In the bottom right corner of QtClassify there are several line edits that let you customize the cut levels of the data that is dislayed. The first row is for the actual data, the second for the S/N image. This is especially helpful since it lets you see directly what signal-to-noise ratio the line has that you are looking at. Just change the calue and hit enter to activate the change. There is a similar line edit above the HST image, which lets you do the same. You can also invert the colours by simply switching the cut values.

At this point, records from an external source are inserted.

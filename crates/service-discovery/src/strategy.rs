//! Instance selection strategies

use crate::{
    error::{Error, Result},
    models::ServiceInstance,
    provider::ServiceProvider,
};
use rand::Rng;
use std::sync::atomic::{AtomicUsize, Ordering};

/// Chooses one instance from a provider's current snapshot
pub trait ProviderStrategy: Send + Sync {
    /// Pick an instance, or fail with [`Error::NoInstances`]
    fn get_instance(&self, provider: &dyn ServiceProvider) -> Result<ServiceInstance>;

    /// Strategy name for diagnostics
    fn name(&self) -> &'static str;
}

/// Uniform random choice
#[derive(Debug, Clone, Copy, Default)]
pub struct RandomStrategy;

impl RandomStrategy {
    /// Creates a random strategy.
    pub fn new() -> Self {
        Self
    }
}

impl ProviderStrategy for RandomStrategy {
    fn get_instance(&self, provider: &dyn ServiceProvider) -> Result<ServiceInstance> {
        let instances = provider.get_all_instances();
        if instances.is_empty() {
            return Err(Error::NoInstances(provider.name().to_string()));
        }
        let index = rand::thread_rng().gen_range(0..instances.len());
        Ok(instances[index].clone())
    }

    fn name(&self) -> &'static str {
        "random"
    }
}

/// Cycles through the snapshot in order
#[derive(Debug, Default)]
pub struct RoundRobinStrategy {
    next: AtomicUsize,
}

impl RoundRobinStrategy {
    /// Creates a round-robin strategy starting at the first instance.
    pub fn new() -> Self {
        Self::default()
    }
}

impl ProviderStrategy for RoundRobinStrategy {
    fn get_instance(&self, provider: &dyn ServiceProvider) -> Result<ServiceInstance> {
        let instances = provider.get_all_instances();
        if instances.is_empty() {
            return Err(Error::NoInstances(provider.name().to_string()));
        }
        // Snapshot size may change between calls, so wrap on read
        let index = self.next.fetch_add(1, Ordering::Relaxed) % instances.len();
        Ok(instances[index].clone())
    }

    fn name(&self) -> &'static str {
        "round_robin"
    }
}

#[cfg(test)]
mod tests {
    use super::*;
    use crate::provider::Snapshot;
    use std::collections::HashMap;
    use std::sync::Arc;

    struct FixedProvider {
        instances: Snapshot,
    }

    impl FixedProvider {
        fn with(count: usize) -> Self {
            let instances: Vec<ServiceInstance> = (0..count)
                .map(|i| {
                    ServiceInstance::builder("api")
                        .id(i.to_string())
                        .build()
                        .unwrap()
                })
                .collect();
            Self {
                instances: Arc::from(instances),
            }
        }
    }

    impl ServiceProvider for FixedProvider {
        fn name(&self) -> &str {
            "api"
        }

        fn get_all_instances(&self) -> Snapshot {
            self.instances.clone()
        }

        fn get_instance(&self) -> Result<ServiceInstance> {
            RandomStrategy.get_instance(self)
        }
    }

    #[test]
    fn test_random_is_roughly_uniform() {
        let provider = FixedProvider::with(3);
        let mut counts: HashMap<String, usize> = HashMap::new();
        for _ in 0..3000 {
            let instance = RandomStrategy.get_instance(&provider).unwrap();
            *counts.entry(instance.id).or_default() += 1;
        }

        assert_eq!(counts.len(), 3);
        for count in counts.values() {
            assert!((800..=1200).contains(count), "skewed counts: {:?}", counts);
        }
    }

    #[test]
    fn test_empty_snapshot_is_typed_error() {
        let provider = FixedProvider::with(0);
        for strategy in [
            &RandomStrategy as &dyn ProviderStrategy,
            &RoundRobinStrategy::new(),
        ] {
            match strategy.get_instance(&provider) {
                Err(Error::NoInstances(name)) => assert_eq!(name, "api"),
                other => panic!("{} returned {:?}", strategy.name(), other),
            }
        }
    }

    #[test]
    fn test_round_robin_cycles() {
        let provider = FixedProvider::with(3);
        let strategy = RoundRobinStrategy::new();
        let ids: Vec<String> = (0..5)
            .map(|_| strategy.get_instance(&provider).unwrap().id)
            .collect();
        assert_eq!(ids, vec!["0", "1", "2", "0", "1"]);
    }
}
//! Runtime-agnostic service discovery over a hierarchical coordination service
//!
//! Processes advertise themselves by writing instance records under
//! `base/service/instance-id`, and observe live instances of any service
//! through watch-maintained snapshots.
//!
//! # Architecture
//!
//! - [`ServiceDiscovery`] registers instances and re-registers them after a
//!   reconnect, since ephemeral nodes do not survive session loss.
//! - [`InstanceCache`] arms one-shot children watches and keeps per-service
//!   snapshots current.
//! - [`InstanceProvider`] hands out instances through a pluggable
//!   [`ProviderStrategy`].
//!
//! The coordination service sits behind the [`Coordinator`] trait. Background
//! loops are returned as futures, so the caller chooses the executor.
//!
//! # Example
//!
//! ```no_run
//! use service_discovery::{
//!     DiscoveryConfig, MemoryCoordinator, ServiceDiscovery, ServiceInstance, ServiceProvider,
//! };
//! use std::sync::Arc;
//!
//! # async fn example() -> anyhow::Result<()> {
//! let coordinator = Arc::new(MemoryCoordinator::new());
//! let discovery = Arc::new(ServiceDiscovery::new(coordinator, &DiscoveryConfig::default()));
//!
//! // Keep registrations alive across reconnects
//! smol::spawn(discovery.maintain_registrations()).detach();
//!
//! let instance = ServiceInstance::builder("api")
//!     .address("10.0.0.1")
//!     .port(8080)
//!     .build()?;
//! discovery.register(instance).await?;
//!
//! // Watch the tree and look instances up
//! let (cache, refresh) = discovery.watch().await?;
//! smol::spawn(refresh).detach();
//!
//! let provider = cache.provider("api").await;
//! let chosen = provider.get_instance()?;
//! println!("talking to {}", chosen.spec());
//! # Ok(())
//! # }
//! ```

#![warn(missing_docs)]

pub mod cache;
pub mod config;
pub mod coordinator;
pub mod discovery;
pub mod error;
mod mailbox;
pub mod models;
pub mod paths;
pub mod provider;
mod runtime;
pub mod serializer;
pub mod strategy;

pub use cache::{InstanceCache, WatchState};
pub use config::DiscoveryConfig;
pub use coordinator::memory::MemoryCoordinator;
pub use coordinator::{
    ConnectionListener, Coordinator, CoordinatorError, CoordinatorResult, CreateMode, WatchEvent,
    Watcher,
};
pub use discovery::ServiceDiscovery;
pub use error::{Error, Result};
pub use models::{RegistrationKind, ServiceInstance, ServiceInstanceBuilder};
pub use paths::ServicePaths;
pub use provider::{InstanceProvider, ServiceProvider, Snapshot};
pub use serializer::{InstanceSerializer, JsonInstanceSerializer};
pub use strategy::{ProviderStrategy, RandomStrategy, RoundRobinStrategy};

/// Re-export key types for convenience
pub mod prelude {
    pub use crate::{
        Coordinator, DiscoveryConfig, Error, InstanceCache, InstanceProvider, ProviderStrategy,
        RegistrationKind, Result, ServiceDiscovery, ServiceInstance, ServiceProvider,
    };
}
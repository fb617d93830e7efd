//! Data models for service discovery

use chrono::{DateTime, Utc};
use serde::{Deserialize, Serialize};
use uuid::Uuid;

/// One advertised endpoint of a named service.
///
/// The field layout follows the Curator `ServiceInstance` JSON record so that
/// registrations written by this crate can be read by JVM discovery clients
/// and vice versa.
#[derive(Debug, Clone, PartialEq, Serialize, Deserialize)]
#[serde(rename_all = "camelCase")]
pub struct ServiceInstance {
    /// Service name this instance belongs to
    pub name: String,

    /// Identifier, unique within the service name
    pub id: String,

    /// Host or IP the instance listens on
    #[serde(default, skip_serializing_if = "Option::is_none")]
    pub address: Option<String>,

    /// Plain port
    #[serde(default, skip_serializing_if = "Option::is_none")]
    pub port: Option<u16>,

    /// TLS port
    #[serde(default, skip_serializing_if = "Option::is_none")]
    pub ssl_port: Option<u16>,

    /// Application-defined payload
    #[serde(default, skip_serializing_if = "Option::is_none")]
    pub payload: Option<serde_json::Value>,

    /// When the instance was registered
    #[serde(rename = "registrationTimeUTC", with = "chrono::serde::ts_milliseconds")]
    pub registration_time_utc: DateTime<Utc>,

    /// Lifetime of the backing node
    #[serde(rename = "serviceType")]
    pub kind: RegistrationKind,

    /// URI template for reaching the instance
    #[serde(default, skip_serializing_if = "Option::is_none")]
    pub uri_spec: Option<String>,
}

/// Lifetime of a registration node
#[derive(Debug, Clone, Copy, PartialEq, Eq, Hash, Serialize, Deserialize, Default)]
pub enum RegistrationKind {
    /// Node survives session loss and must be removed explicitly
    #[serde(rename = "STATIC", alias = "PERMANENT")]
    Durable,
    /// Node is removed by the coordination service when the session ends
    #[default]
    #[serde(rename = "DYNAMIC")]
    Ephemeral,
}

impl ServiceInstance {
    /// Start building an instance of `name`
    pub fn builder(name: impl Into<String>) -> ServiceInstanceBuilder {
        ServiceInstanceBuilder::new(name)
    }

    /// `address:port` rendering used in log lines
    pub fn spec(&self) -> String {
        match (&self.address, self.port.or(self.ssl_port)) {
            (Some(address), Some(port)) => format!("{}:{}", address, port),
            (Some(address), None) => address.clone(),
            (None, Some(port)) => format!(":{}", port),
            (None, None) => self.id.clone(),
        }
    }

    /// Whether the node is removed on session loss
    pub fn is_ephemeral(&self) -> bool {
        self.kind == RegistrationKind::Ephemeral
    }
}

/// Builder for [`ServiceInstance`]
#[derive(Debug, Clone)]
pub struct ServiceInstanceBuilder {
    name: String,
    id: Option<String>,
    address: Option<String>,
    port: Option<u16>,
    ssl_port: Option<u16>,
    payload: Option<serde_json::Value>,
    kind: RegistrationKind,
    uri_spec: Option<String>,
}

impl ServiceInstanceBuilder {
    fn new(name: impl Into<String>) -> Self {
        Self {
            name: name.into(),
            id: None,
            address: None,
            port: None,
            ssl_port: None,
            payload: None,
            kind: RegistrationKind::default(),
            uri_spec: None,
        }
    }

    /// Use a fixed id instead of a generated one
    pub fn id(mut self, id: impl Into<String>) -> Self {
        self.id = Some(id.into());
        self
    }

    /// Set the listen address
    pub fn address(mut self, address: impl Into<String>) -> Self {
        self.address = Some(address.into());
        self
    }

    /// Set the plain port
    pub fn port(mut self, port: u16) -> Self {
        self.port = Some(port);
        self
    }

    /// Set the TLS port
    pub fn ssl_port(mut self, port: u16) -> Self {
        self.ssl_port = Some(port);
        self
    }

    /// Attach an application payload
    pub fn payload(mut self, payload: serde_json::Value) -> Self {
        self.payload = Some(payload);
        self
    }

    /// Set the registration kind
    pub fn kind(mut self, kind: RegistrationKind) -> Self {
        self.kind = kind;
        self
    }

    /// Set the URI template
    pub fn uri_spec(mut self, uri_spec: impl Into<String>) -> Self {
        self.uri_spec = Some(uri_spec.into());
        self
    }

    /// Validate and build the instance
    pub fn build(self) -> crate::Result<ServiceInstance> {
        if self.name.trim().is_empty() {
            return Err(crate::Error::InvalidInstance(
                "Service name cannot be empty".to_string(),
            ));
        }
        if self.name.contains('/') {
            return Err(crate::Error::InvalidInstance(format!(
                "Service name cannot contain '/': {}",
                self.name
            )));
        }

        let id = self.id.unwrap_or_else(|| Uuid::new_v4().to_string());
        if id.trim().is_empty() || id.contains('/') {
            return Err(crate::Error::InvalidInstance(format!(
                "Invalid instance id: {:?}",
                id
            )));
        }

        Ok(ServiceInstance {
            name: self.name,
            id,
            address: self.address,
            port: self.port,
            ssl_port: self.ssl_port,
            payload: self.payload,
            registration_time_utc: now_millis(),
            kind: self.kind,
            uri_spec: self.uri_spec,
        })
    }
}

/// Current time truncated to the millisecond precision of the stored record
fn now_millis() -> DateTime<Utc> {
    let now = Utc::now();
    DateTime::from_timestamp_millis(now.timestamp_millis()).unwrap_or(now)
}

#[cfg(test)]
mod tests {
    use super::*;

    #[test]
    fn test_builder_generates_id() {
        let a = ServiceInstance::builder("api").build().unwrap();
        let b = ServiceInstance::builder("api").build().unwrap();
        assert_ne!(a.id, b.id);
        assert_eq!(a.kind, RegistrationKind::Ephemeral);
    }

    #[test]
    fn test_builder_rejects_bad_names() {
        assert!(ServiceInstance::builder("").build().is_err());
        assert!(ServiceInstance::builder("a/b").build().is_err());
        assert!(ServiceInstance::builder("api").id("x/y").build().is_err());
    }

    #[test]
    fn test_spec_rendering() {
        let instance = ServiceInstance::builder("api")
            .id("1")
            .address("10.0.0.1")
            .port(8080)
            .build()
            .unwrap();
        assert_eq!(instance.spec(), "10.0.0.1:8080");

        let bare = ServiceInstance::builder("api").id("7").build().unwrap();
        assert_eq!(bare.spec(), "7");
    }

    #[test]
    fn test_curator_field_names() {
        let instance = ServiceInstance::builder("api")
            .id("1")
            .ssl_port(8443)
            .kind(RegistrationKind::Durable)
            .build()
            .unwrap();
        let json = serde_json::to_value(&instance).unwrap();
        assert_eq!(json["serviceType"], "STATIC");
        assert_eq!(json["sslPort"], 8443);
        assert!(json["registrationTimeUTC"].is_i64());
        assert!(json.get("address").is_none());
    }

    #[test]
    fn test_permanent_alias() {
        let json = r#"{"name":"api","id":"1","registrationTimeUTC":0,"serviceType":"PERMANENT"}"#;
        let instance: ServiceInstance = serde_json::from_str(json).unwrap();
        assert_eq!(instance.kind, RegistrationKind::Durable);
    }
}
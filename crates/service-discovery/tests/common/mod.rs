//! Common test utilities for service discovery integration tests

#![allow(dead_code)]

use service_discovery::{DiscoveryConfig, MemoryCoordinator, ServiceDiscovery, ServiceInstance};
use serde_json::json;
use std::sync::Arc;
use std::time::{Duration, Instant};

/// Upper bound for background convergence
pub const TEST_TIMEOUT: Duration = Duration::from_secs(5);

/// Reconnect grace used by tests instead of the production 5 seconds
pub const TEST_GRACE: Duration = Duration::from_millis(100);

/// In-memory tree plus a registration manager on top of it
pub struct TestEnvironment {
    /// Coordination tree
    pub tree: Arc<MemoryCoordinator>,
    /// Registration manager
    pub discovery: Arc<ServiceDiscovery>,
}

impl TestEnvironment {
    /// Fresh environment with the test grace period
    pub fn new() -> Self {
        Self::with_grace(TEST_GRACE)
    }

    /// Fresh environment with a custom reconnect grace period
    pub fn with_grace(grace: Duration) -> Self {
        init_tracing();
        let tree = Arc::new(MemoryCoordinator::new());
        let config = DiscoveryConfig::default().with_reconnect_grace(grace);
        let discovery = Arc::new(ServiceDiscovery::new(tree.clone(), &config));
        Self { tree, discovery }
    }
}

fn init_tracing() {
    let _ = tracing_subscriber::fmt()
        .with_test_writer()
        .with_max_level(tracing::Level::DEBUG)
        .try_init();
}

/// An `api` instance with a host/port payload
pub fn api_instance(id: &str, host: &str, port: u16) -> ServiceInstance {
    ServiceInstance::builder("api")
        .id(id)
        .address(host)
        .port(port)
        .payload(json!({"host": host, "port": port}))
        .build()
        .expect("valid instance")
}

/// Poll `condition` until it holds or the test timeout passes
pub async fn eventually(condition: impl Fn() -> bool) -> bool {
    let deadline = Instant::now() + TEST_TIMEOUT;
    while Instant::now() < deadline {
        if condition() {
            return true;
        }
        smol::Timer::after(Duration::from_millis(10)).await;
    }
    condition()
}

/// Sorted ids of a snapshot
pub fn ids(instances: &[ServiceInstance]) -> Vec<String> {
    let mut ids: Vec<String> = instances.iter().map(|i| i.id.clone()).collect();
    ids.sort();
    ids
}
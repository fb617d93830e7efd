//! Error types for service discovery

use crate::coordinator::CoordinatorError;
use thiserror::Error;

/// Service discovery error type
#[derive(Error, Debug)]
pub enum Error {
    /// Error returned by the coordination service, passed through unmodified
    #[error("Coordination service error: {0}")]
    Coordinator(#[from] CoordinatorError),

    /// An instance record could not be encoded or decoded
    #[error("Serialization error: {0}")]
    Serialization(String),

    /// A selection strategy found no instance to hand out
    #[error("No instances available for service: {0}")]
    NoInstances(String),

    /// An instance record failed validation
    #[error("Invalid instance: {0}")]
    InvalidInstance(String),

    /// I/O error
    #[error("I/O error: {0}")]
    Io(#[from] std::io::Error),

    /// JSON serialization error
    #[error("JSON serialization error: {0}")]
    Json(#[from] serde_json::Error),

    /// YAML serialization error
    #[error("YAML serialization error: {0}")]
    Yaml(#[from] serde_yaml::Error),
}

impl Error {
    /// Whether this error reports a missing coordination node
    pub fn is_not_found(&self) -> bool {
        matches!(self, Self::Coordinator(e) if e.is_not_found())
    }
}

/// Result type alias
pub type Result<T> = std::result::Result<T, Error>;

You want different options in the identification drop-down menu? Your favourite line is missing? You want HeII as an initial guess at the top? Use custom_lines.py and custom_options.py. They contain simple python lists and dictionaries, which store the lines, wavelength and possible identifications. For changing which lines can be used as initial guesses, go to custom_options.py and edit 'possible_lines_names' and 'dict_other_lines' (it also has explanations on how to do that). If you want to change the wavelengths or identifications for the drop down menu under 'Your identification', go to custom_lines.py and follow the instructions therein.
Tips for Users
When opening QtClassify, be a little patient. The datacubes are probably huge. Once it is loaded it should be sufficiently fast. Make sure you used the right input and output catalogue file names as well as the correct HDU for the datacubes! When the GUI appears, first make sure you like the cuts. Next it is useful to automatically identify all the easy objects, which will save you time. Now you can go through your catalogue and have fun classifying! But be careful, cases if classification addiction have been reported. ;)
I would love to get feedback, so feel free to test the programme and tell me if you find bugs or things that could be improved. Please use the issue tracker of bitbucket and create an issue/bug report if you have suggestions or requests.
QtClassify is licensed under a
three-clause BSD license. For
details see the file
LICENSE in the QtClassify repository.